Andrea Amabile Case Video Presenter
University of Pittsburgh Medical Center
PITTSBURGH, PA 
United States
 - Contact Me

.

Friday, May 5, 2023: 7:24 AM - 7:32 AM
Minutes 
New York Hilton Midtown 
Room: Grand Ballroom 

Description

Objective: We present the case of a 66-year-old male with sick sinus syndrome, atrial fibrillation, and a recent history of right ventricular pacemaker lead extraction after which he experienced progressive fatigue and decreased endurance. He was referred to our institution for isolated, iatrogenic, severe tricuspid regurgitation due to torn septal tricuspid leaflet.

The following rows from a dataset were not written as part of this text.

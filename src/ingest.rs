//! Document registration.
//!
//! Ingest only records the document (pending status + checkpoint) and
//! where its bytes live; all heavy work happens later in the batch run,
//! so ingest stays fast and crash-safe.

use anyhow::{bail, Context, Result};
use globset::{Glob, GlobSetBuilder};
use sqlx::SqlitePool;
use std::path::Path;
use walkdir::WalkDir;

use crate::config::Config;
use crate::extract;
use crate::store;

/// Register a file, or every matching file under a directory.
/// Returns the new document ids in registration order.
pub async fn register_path(
    pool: &SqlitePool,
    config: &Config,
    path: &Path,
    name: Option<String>,
    source: &str,
) -> Result<Vec<String>> {
    if path.is_file() {
        let id = register_file(pool, path, name, source).await?;
        return Ok(vec![id]);
    }
    if !path.is_dir() {
        bail!("path does not exist: {}", path.display());
    }

    let mut builder = GlobSetBuilder::new();
    for glob in &config.ingest.include_globs {
        builder.add(Glob::new(glob).with_context(|| format!("invalid glob: {}", glob))?);
    }
    let include = builder.build()?;

    let mut ids = Vec::new();
    for entry in WalkDir::new(path).follow_links(false) {
        let entry = entry?;
        if !entry.file_type().is_file() {
            continue;
        }
        let rel = entry.path().strip_prefix(path).unwrap_or(entry.path());
        if !include.is_match(rel) {
            continue;
        }
        // Directory scans skip files we cannot extract instead of failing.
        if mime_for_path(entry.path()).is_none() {
            continue;
        }
        let id = register_file(pool, entry.path(), None, source).await?;
        ids.push(id);
    }

    if ids.is_empty() {
        bail!("no ingestible files found under {}", path.display());
    }
    Ok(ids)
}

async fn register_file(
    pool: &SqlitePool,
    path: &Path,
    name: Option<String>,
    source: &str,
) -> Result<String> {
    let mime = mime_for_path(path)
        .ok_or_else(|| anyhow::anyhow!("unsupported file type: {}", path.display()))?;

    let display_name = name.unwrap_or_else(|| default_name(path));
    let canonical = path
        .canonicalize()
        .with_context(|| format!("cannot resolve {}", path.display()))?;

    let id = store::register_document(
        pool,
        &display_name,
        source,
        mime,
        &canonical.to_string_lossy(),
    )
    .await?;
    Ok(id)
}

fn mime_for_path(path: &Path) -> Option<&'static str> {
    path.extension()
        .and_then(|e| e.to_str())
        .and_then(extract::mime_for_extension)
}

/// "cao_metaal_2026.pdf" → "cao metaal 2026"
fn default_name(path: &Path) -> String {
    path.file_stem()
        .and_then(|s| s.to_str())
        .unwrap_or("document")
        .replace(['_', '-'], " ")
        .trim()
        .to_string()
}

#[cfg(test)]
mod tests {
    use super::*;
    use std::path::PathBuf;

    #[test]
    fn default_name_cleans_separators() {
        assert_eq!(
            default_name(&PathBuf::from("/x/cao_metaal-2026.pdf")),
            "cao metaal 2026"
        );
    }

    #[test]
    fn mime_detection_by_extension() {
        assert_eq!(
            mime_for_path(&PathBuf::from("a.pdf")),
            Some(extract::MIME_PDF)
        );
        assert_eq!(
            mime_for_path(&PathBuf::from("a.docx")),
            Some(extract::MIME_DOCX)
        );
        assert_eq!(mime_for_path(&PathBuf::from("a.exe")), None);
        assert_eq!(mime_for_path(&PathBuf::from("noext")), None);
    }
}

Case Video Summary: Ports configuration consisted of the working port being placed in the third intercostal space at the anterior axillary line, the left robotic arm port placed in the second intercostal space, halfway between the anterior axillary line and the midclavicular line, the right robotic arm port placed in the fifth intercostal space, slightly below the anterior axillary line, and the atrial retractor placed in the fourth intercostal space, two centimeters medial to the midclavicular line. Cardiopulmonary bypass was achieved by percutaneous femoral artery cannulation and by percutaneous femoral and internal jugular veins cannulation. Aortic cross-clamp was performed with the Chitwood endothoracic clamp. After snaring of the venae cavae, the left atrium was accessed via the Waterson's groove. We closed the left atrial appendage and we then performed left-sided CryoMAZE (epicardial coronary sinus line, mitral valve line, pulmonary vein line, base of the atrial appendix). After closure of the left atriotomy, a right atriotomy was performed and the tricuspid valve was accessed and inspected, showing torn septal leaflet. The tricuspid valve was repaired by reimplanting the tip of the leaflet to a papillary muscle-like structure on the right ventricular wall, multiple clefts closure (Video), and placement of a 34-mm annuloplasty band. We then performed right-sided CryoMAZE (isthmus line, superior and inferior venae cavae, and right atrial appendage). At the end of the procedure, transesophageal echocardiography revealed trace tricuspid regurgitation and a mean gradient of 1 mmHg. The patient was discharged home on sinus rhythm.

Conclusions: Our case demonstrates the safety and effectiveness of a totally endoscopic, robotic-assisted approach for the treatment of iatrogenic, severe tricuspid regurgitation and atrial fibrillation.